» **TASK GOAL**
A single number is the answer here: the count of lines in the data below that include the word "jobId".

(Saved data entries)

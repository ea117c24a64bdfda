//! Object store adapter: opaque blob put/get plus presigned downloads.
//!
//! Inputs and outputs cross component boundaries as store keys, never as
//! bytes. The API writes inputs under `in/{jobId}/...`, workers write
//! outputs under `out/{jobId}/...`, and deletion is left to the bucket's
//! lifecycle policy.

use crate::config::Config;
use crate::job::Operation;
use async_trait::async_trait;
use aws_sdk_s3::config::{BehaviorVersion, Credentials, Region};
use aws_sdk_s3::presigning::PresigningConfig;
use aws_sdk_s3::primitives::ByteStream;
use aws_sdk_s3::Client;
use chrono::Utc;
use std::time::Duration;
use tracing::debug;
use uuid::Uuid;

#[derive(Debug, thiserror::Error)]
pub enum StoreError {
    #[error("object not found: {0}")]
    NotFound(String),
    #[error("store unavailable: {0}")]
    Unavailable(String),
}

/// Storage operations the pipeline depends on.
///
/// The API and worker only ever see this trait, so tests can substitute
/// an in-memory or mock store.
#[cfg_attr(test, mockall::automock)]
#[async_trait]
pub trait ObjectStore: Send + Sync {
    /// Fetches the full object bytes at `key`.
    async fn get(&self, key: &str) -> Result<Vec<u8>, StoreError>;

    /// Writes `data` at `key` with the given content type.
    async fn put(&self, key: &str, data: Vec<u8>, content_type: &str) -> Result<(), StoreError>;

    /// Mints a time-bounded signed GET URL for `key`.
    async fn presign(&self, key: &str, ttl: Duration) -> Result<String, StoreError>;
}

/// S3-compatible object store (AWS, MinIO) with path-style addressing.
pub struct S3ObjectStore {
    client: Client,
    bucket: String,
}

impl S3ObjectStore {
    pub fn from_config(cfg: &Config) -> Self {
        let credentials = Credentials::new(
            cfg.s3_access_key.clone(),
            cfg.s3_secret_key.clone(),
            None,
            None,
            "pdfmill",
        );
        let mut builder = aws_sdk_s3::Config::builder()
            .behavior_version(BehaviorVersion::latest())
            .region(Region::new(cfg.s3_region.clone()))
            .credentials_provider(credentials)
            .force_path_style(true);
        if let Some(endpoint) = &cfg.s3_endpoint {
            builder = builder.endpoint_url(endpoint);
        }
        Self {
            client: Client::from_conf(builder.build()),
            bucket: cfg.s3_bucket.clone(),
        }
    }
}

#[async_trait]
impl ObjectStore for S3ObjectStore {
    async fn get(&self, key: &str) -> Result<Vec<u8>, StoreError> {
        let resp = self
            .client
            .get_object()
            .bucket(&self.bucket)
            .key(key)
            .send()
            .await
            .map_err(|e| {
                let svc = e.into_service_error();
                if svc.is_no_such_key() {
                    StoreError::NotFound(key.to_string())
                } else {
                    StoreError::Unavailable(svc.to_string())
                }
            })?;

        let bytes = resp
            .body
            .collect()
            .await
            .map_err(|e| StoreError::Unavailable(e.to_string()))?;

        debug!(key = %key, "Fetched object from store");
        Ok(bytes.into_bytes().to_vec())
    }

    async fn put(&self, key: &str, data: Vec<u8>, content_type: &str) -> Result<(), StoreError> {
        let len = data.len();
        self.client
            .put_object()
            .bucket(&self.bucket)
            .key(key)
            .content_type(content_type)
            .body(ByteStream::from(data))
            .send()
            .await
            .map_err(|e| StoreError::Unavailable(e.into_service_error().to_string()))?;

        debug!(key = %key, bytes = len, "Stored object");
        Ok(())
    }

    async fn presign(&self, key: &str, ttl: Duration) -> Result<String, StoreError> {
        let presigning = PresigningConfig::expires_in(ttl)
            .map_err(|e| StoreError::Unavailable(e.to_string()))?;
        let presigned = self
            .client
            .get_object()
            .bucket(&self.bucket)
            .key(key)
            .presigned(presigning)
            .await
            .map_err(|e| StoreError::Unavailable(e.into_service_error().to_string()))?;

        Ok(presigned.uri().to_string())
    }
}

/// Input key: `in/{jobId}/{randomId}-{originalName}`.
///
/// The random component keeps same-named uploads within one job from
/// colliding; the filename is reduced to its final path component so a
/// crafted name cannot escape the job's prefix.
pub fn input_key(job_id: &str, original_name: &str) -> String {
    let base = original_name
        .rsplit(['/', '\\'])
        .next()
        .filter(|s| !s.is_empty())
        .unwrap_or("upload");
    format!("in/{}/{}-{}", job_id, Uuid::new_v4(), base)
}

/// Output key: `out/{jobId}/{timestampMs}-{operation}.{ext}`.
///
/// Every attempt produces a distinct timestamp, so a retried job never
/// overwrites the artifact of an earlier attempt.
pub fn output_key(job_id: &str, operation: Operation) -> String {
    format!(
        "out/{}/{}-{}.{}",
        job_id,
        Utc::now().timestamp_millis(),
        operation,
        operation.output_ext()
    )
}

/// Content type for a produced artifact.
pub fn output_content_type(operation: Operation) -> &'static str {
    match operation.output_ext() {
        "zip" => "application/zip",
        "docx" => {
            "application/vnd.openxmlformats-officedocument.wordprocessingml.document"
        }
        _ => "application/pdf",
    }
}
fn multipart_body(files: &[(&str, &[u8])], fields: &[(&str, &str)]) -> Vec<u8> {
    let mut body = Vec::new();
    for (filename, data) in files {
        body.extend_from_slice(
            format!(
                "--{BOUNDARY}\r\nContent-Disposition: form-data; name=\"files\"; filename=\"{filename}\"\r\nContent-Type: application/pdf\r\n\r\n"
            )
            .as_bytes(),
        );
        body.extend_from_slice(data);
        body.extend_from_slice(b"\r\n");
    }
    for (name, value) in fields {
        body.extend_from_slice(
            format!("--{BOUNDARY}\r\nContent-Disposition: form-data; name=\"{name}\"\r\n\r\n{value}\r\n")
                .as_bytes(),
        );
    }
    body.extend_from_slice(format!("--{BOUNDARY}--\r\n").as_bytes());
    body
}

fn submit_request(operation: &str, body: Vec<u8>) -> Request<Body> {
    Request::builder()
        .method("POST")
        .uri(format!("/job/{operation}"))
        .header(
            header::CONTENT_TYPE,
            format!("multipart/form-data; boundary={BOUNDARY}"),
        )
        .body(Body::from(body))
        .unwrap()
}

async fn json_body(resp: axum::response::Response) -> serde_json::Value {
    let bytes = to_bytes(resp.into_body(), usize::MAX).await.unwrap();
    serde_json::from_slice(&bytes).unwrap()
}

/// Full pipeline: submit, lease, convert, poll, mint a download URL.
#[tokio::test]
#[ignore]
async fn test_submit_process_poll_download() {
    let store = Arc::new(MemoryStore::default());
    let state = test_state(store.clone(), test_config()).await;
    let app = api::router(state.clone());

    let body = multipart_body(&[("a.pdf", b"%PDF-1.4 a"), ("b.pdf", b"%PDF-1.4 b")], &[]);
    let resp = app
        .clone()
        .oneshot(submit_request("merge", body))
        .await
        .unwrap();
    assert_eq!(resp.status(), StatusCode::OK);
    let id = json_body(resp).await["id"].as_str().unwrap().to_string();

    // Both inputs were stored under the job's prefix before enqueue.
    assert_eq!(store.len(), 2);

    let resp = app
        .clone()
        .oneshot(
            Request::builder()
                .uri(format!("/job/{id}"))
                .body(Body::empty())
                .unwrap(),
        )
        .await
        .unwrap();
    assert_eq!(resp.status(), StatusCode::OK);
    let snapshot = json_body(resp).await;
    assert_eq!(snapshot["state"], "queued");

    // Run the worker path for the leased job.
    let mut queue = state.queue.clone_handle();
    let leased = queue.lease().await.unwrap().expect("job should be pending");
    assert_eq!(leased.job.job_id, id);
    assert_eq!(leased.job.inputs.len(), 2);
    // Merge output depends on page order, so the job record must keep
    // the inputs in submission order.
    assert_eq!(leased.job.inputs[0].original_name, "a.pdf");
    assert_eq!(leased.job.inputs[1].original_name, "b.pdf");
    assert!(leased.job.inputs[0].storage_key.ends_with("-a.pdf"));
    assert!(leased.job.inputs[1].storage_key.ends_with("-b.pdf"));

    let converter = StubConverter::new();
    worker::process_job(leased, &mut queue, store.as_ref(), &converter).await;

    let resp = app
        .clone()
        .oneshot(
            Request::builder()
                .uri(format!("/job/{id}"))
                .body(Body::empty())
                .unwrap(),
        )
        .await
        .unwrap();
    let snapshot = json_body(resp).await;
    assert_eq!(snapshot["state"], "completed");
    assert_eq!(snapshot["progress"], 100);
    let key = snapshot["result"]["download_key"].as_str().unwrap();
    assert!(key.starts_with(&format!("out/{id}/")));
    assert!(key.ends_with("-merge.pdf"));

    // The output object is non-empty and presign-able.
    assert!(!store.get(key).await.unwrap().is_empty());
    let resp = app
        .oneshot(
            Request::builder()
                .uri(format!("/download/{key}"))
                .body(Body::empty())
                .unwrap(),
        )
        .await
        .unwrap();
    assert_eq!(resp.status(), StatusCode::OK);
    let url = json_body(resp).await["url"].as_str().unwrap().to_string();
    assert!(url.contains(key));
}

/// Unknown operations are rejected at the boundary, before any storage
/// write or enqueue.
#[tokio::test]
#[ignore]
async fn test_unknown_operation_rejected_at_boundary() {
    let store = Arc::new(MemoryStore::default());
    let state = test_state(store.clone(), test_config()).await;
    let app = api::router(state);

    let body = multipart_body(&[("a.pdf", b"%PDF-1.4")], &[]);
    let resp = app.oneshot(submit_request("rotate", body)).await.unwrap();
    assert_eq!(resp.status(), StatusCode::BAD_REQUEST);
    assert_eq!(json_body(resp).await["error"], "unknown_op");
    assert_eq!(store.len(), 0);
}

#[tokio::test]
#[ignore]
async fn test_empty_submission_rejected() {
    let store = Arc::new(MemoryStore::default());
    let state = test_state(store.clone(), test_config()).await;
    let app = api::router(state);

    let body = multipart_body(&[], &[]);
    let resp = app.oneshot(submit_request("merge", body)).await.unwrap();
    assert_eq!(resp.status(), StatusCode::BAD_REQUEST);
    assert_eq!(json_body(resp).await["error"], "no_files");
    assert_eq!(store.len(), 0);
}

/// Oversized uploads are rejected before anything is written.
#[tokio::test]
#[ignore]
async fn test_oversized_upload_rejected_before_storage() {
    let store = Arc::new(MemoryStore::default());
    let mut config = test_config();
    config.max_upload_bytes = 16;
    let state = test_state(store.clone(), config).await;
    let app = api::router(state);

    let big = vec![0u8; 64];
    let body = multipart_body(&[("big.pdf", &big)], &[]);
    let resp = app.oneshot(submit_request("compress", body)).await.unwrap();
    assert_eq!(resp.status(), StatusCode::PAYLOAD_TOO_LARGE);
    assert_eq!(json_body(resp).await["error"], "too_large");
    assert_eq!(store.len(), 0);
}

#[tokio::test]
#[ignore]
async fn test_unknown_job_id_is_not_found_payload() {
    let store = Arc::new(MemoryStore::default());
    let state = test_state(store, test_config()).await;
    let app = api::router(state);

    let resp = app
        .oneshot(
            Request::builder()
                .uri("/job/b5c8e3fb-0000-0000-0000-000000000000")
                .body(Body::empty())
                .unwrap(),
        )
        .await
        .unwrap();
    assert_eq!(resp.status(), StatusCode::NOT_FOUND);
    let snapshot = json_body(resp).await;
    assert_eq!(snapshot["state"], "not_found");
    assert!(snapshot["result"].is_null());
}

/// Resubmitting under the same job id does not queue a second job.
#[tokio::test]
#[ignore]
async fn test_resubmission_is_idempotent() {
    let store = Arc::new(MemoryStore::default());
    let state = test_state(store.clone(), test_config()).await;
    let app = api::router(state.clone());

    let job_id = uuid::Uuid::new_v4().to_string();
    let fields = [("job_id", job_id.as_str())];

    let body = multipart_body(&[("a.pdf", b"%PDF-1.4")], &fields);
    let resp = app
        .clone()
        .oneshot(submit_request("flatten", body))
        .await
        .unwrap();
    assert_eq!(resp.status(), StatusCode::OK);
    assert_eq!(json_body(resp).await["id"], job_id.as_str());

    let body = multipart_body(&[("a.pdf", b"%PDF-1.4")], &fields);
    let resp = app.oneshot(submit_request("flatten", body)).await.unwrap();
    assert_eq!(resp.status(), StatusCode::OK);
    assert_eq!(json_body(resp).await["id"], job_id.as_str());

    // Exactly one pending entry for the id.
    let mut queue = state.queue.clone_handle();
    let first = queue.lease().await.unwrap().expect("one pending job");
    assert_eq!(first.job.job_id, job_id);
    // Finish it so the queue is clean for other tests.
    let converter = StubConverter::new();
    worker::process_job(first, &mut queue, store.as_ref(), &converter).await;
    assert!(queue.lease().await.unwrap().is_none());
}

/// A failed attempt retries and the successful attempt writes a fresh
/// output key; the job converges to completed.
#[tokio::test]
#[ignore]
async fn test_failed_attempt_retries_with_distinct_output() {
    let store = Arc::new(MemoryStore::default());
    let mut queue = JobQueue::new(redis_conn().await, Duration::from_secs(60));

    let job = ConvertJob::with_generated_id(
        Operation::Compress,
        vec![InputRef {
            storage_key: "in/retry/a.pdf".to_string(),
            original_name: "a.pdf".to_string(),
            content_type: "application/pdf".to_string(),
        }],
        JobOptions::default(),
        2,
    );
    store
        .put("in/retry/a.pdf", b"%PDF-1.4".to_vec(), "application/pdf")
        .await
        .unwrap();
    queue.enqueue(&job).await.unwrap();

    let converter = StubConverter::failing_once();

    let first = queue.lease().await.unwrap().unwrap();
    worker::process_job(first, &mut queue, store.as_ref(), &converter).await;
    let snap = queue.get_state(&job.job_id).await.unwrap();
    assert_eq!(snap.state, "queued");

    let second = queue.lease().await.unwrap().unwrap();
    assert_eq!(second.job.attempts_made, 2);
    worker::process_job(second, &mut queue, store.as_ref(), &converter).await;

    let snap = queue.get_state(&job.job_id).await.unwrap();
    assert_eq!(snap.state, "completed");
    let key = snap.result.unwrap().download_key;
    assert!(key.starts_with(&format!("out/{}/", job.job_id)));
    assert!(!store.get(&key).await.unwrap().is_empty());
}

» **EXERCISE OUTPUT**
4